> [Exercise aim]:
Word for word, restate every line of the material.

> [Records for the task]:
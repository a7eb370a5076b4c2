use crate::models::{Artwork, Inquiry, Stored};
use crate::services::{Limit, DEFAULT_LIMIT};
use serde::{Deserialize, Serialize};
use service_core::error::AppError;
use validator::Validate;

/// Query parameters for `GET /api/artworks`.
#[derive(Debug, Default, Deserialize, Validate)]
pub struct ArtworkQuery {
    pub tag: Option<String>,

    #[validate(range(min = 1, max = 100, message = "limit must be between 1 and 100"))]
    pub limit: Option<i64>,
}

impl ArtworkQuery {
    /// The tag filter, if a non-empty one was given.
    pub fn tag(&self) -> Option<&str> {
        self.tag.as_deref().filter(|t| !t.is_empty())
    }

    pub fn limit(&self) -> Result<Limit, AppError> {
        Limit::new(self.limit.unwrap_or(i64::from(DEFAULT_LIMIT)))
    }
}

#[derive(Debug, Serialize, Deserialize)]
pub struct ArtworkListResponse {
    pub items: Vec<Stored<Artwork>>,
}

#[derive(Debug, Serialize, Deserialize)]
pub struct InquiryCreatedResponse {
    pub ok: bool,
    pub inquiry: Stored<Inquiry>,
}

#[derive(Debug, Clone, PartialEq, Serialize, Deserialize)]
pub struct MessageResponse {
    pub message: String,
}

impl MessageResponse {
    pub fn new(message: impl Into<String>) -> Self {
        Self {
            message: message.into(),
        }
    }
}

/// Connection report served by `GET /test`.
#[derive(Debug, Serialize, Deserialize)]
pub struct DiagnosticsResponse {
    pub backend: String,
    pub database: String,
    pub database_url: String,
    pub database_name: String,
    pub connection_status: String,
    pub collections: Vec<String>,
}
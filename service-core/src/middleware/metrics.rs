use axum::{
    extract::{MatchedPath, Request},
    middleware::Next,
    response::Response,
};
use metrics::{counter, histogram};
use std::time::Instant;

/// Records request count and latency per method, route and status.
///
/// The route template (`/api/artworks`) is used instead of the raw URI so
/// that query strings and unknown paths do not explode label cardinality.
pub async fn metrics_middleware(req: Request, next: Next) -> Response {
    let start = Instant::now();
    let method = req.method().to_string();
    let path = req
        .extensions()
        .get::<MatchedPath>()
        .map(|p| p.as_str().to_string())
        .unwrap_or_else(|| "unmatched".to_string());

    let response = next.run(req).await;

    let duration = start.elapsed();
    let status = response.status().as_u16().to_string();

    let labels = [("method", method), ("path", path), ("status", status)];

    counter!("http_requests_total", &labels).increment(1);
    histogram!("http_request_duration_seconds", &labels).record(duration.as_secs_f64());

    response
}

> [Problem solution]:
repository a7eb370a5076b4c2
use crate::models::{Artwork, Inquiry, Stored};
use crate::services::{Limit, DEFAULT_LIMIT};
use serde::{Deserialize, Serialize};
use service_core::error::AppError;
use validator::Validate;

/// Query parameters for `GET /api/artworks`.
#[derive(Debug, Default, Deserialize, Validate)]
pub struct ArtworkQuery {
    pub tag: Option<String>,

    #[validate(range(min = 1, max = 100, message = "limit must be between 1 and 100"))]
    pub limit: Option<i64>,
}

impl ArtworkQuery {
    /// The tag filter, if a non-empty one was given.
    pub fn tag(&self) -> Option<&str> {
        self.tag.as_deref().filter(|t| !t.is_empty())
    }

    pub fn limit(&self) -> Result<Limit, AppError> {
        Limit::new(self.limit.unwrap_or(i64::from(DEFAULT_LIMIT)))
    }
}

#[derive(Debug, Serialize, Deserialize)]
pub struct ArtworkListResponse {
    pub items: Vec<Stored<Artwork>>,
}

#[derive(Debug, Serialize, Deserialize)]
pub struct InquiryCreatedResponse {
    pub ok: bool,
    pub inquiry: Stored<Inquiry>,
}

#[derive(Debug, Clone, PartialEq, Serialize, Deserialize)]
pub struct MessageResponse {
    pub message: String,
}

impl MessageResponse {
    pub fn new(message: impl Into<String>) -> Self {
        Self {
            message: message.into(),
        }
    }
}

/// Connection report served by `GET /test`.
#[derive(Debug, Serialize, Deserialize)]
pub struct DiagnosticsResponse {
    pub backend: String,
    pub database: String,
    pub database_url: String,
    pub database_name: String,
    pub connection_status: String,
    pub collections: Vec<String>,
}
filename service-core/src/middleware/metrics.rs
use axum::{
    extract::{MatchedPath, Request},
    middleware::Next,
    response::Response,
};
use metrics::{counter, histogram};
use std::time::Instant;

/// Records request count and latency per method, route and status.
///
/// The route template (`/api/artworks`) is used instead of the raw URI so
/// that query strings and unknown paths do not explode label cardinality.
pub async fn metrics_middleware(req: Request, next: Next) -> Response {
    let start = Instant::now();
    let method = req.method().to_string();
    let path = req
        .extensions()
        .get::<MatchedPath>()
        .map(|p| p.as_str().to_string())
        .unwrap_or_else(|| "unmatched".to_string());

    let response = next.run(req).await;

    let duration = start.elapsed();
    let status = response.status().as_u16().to_string();

    let labels = [("method", method), ("path", path), ("status", status)];

    counter!("http_requests_total", &labels).increment(1);
    histogram!("http_request_duration_seconds", &labels).record(duration.as_secs_f64());

    response
}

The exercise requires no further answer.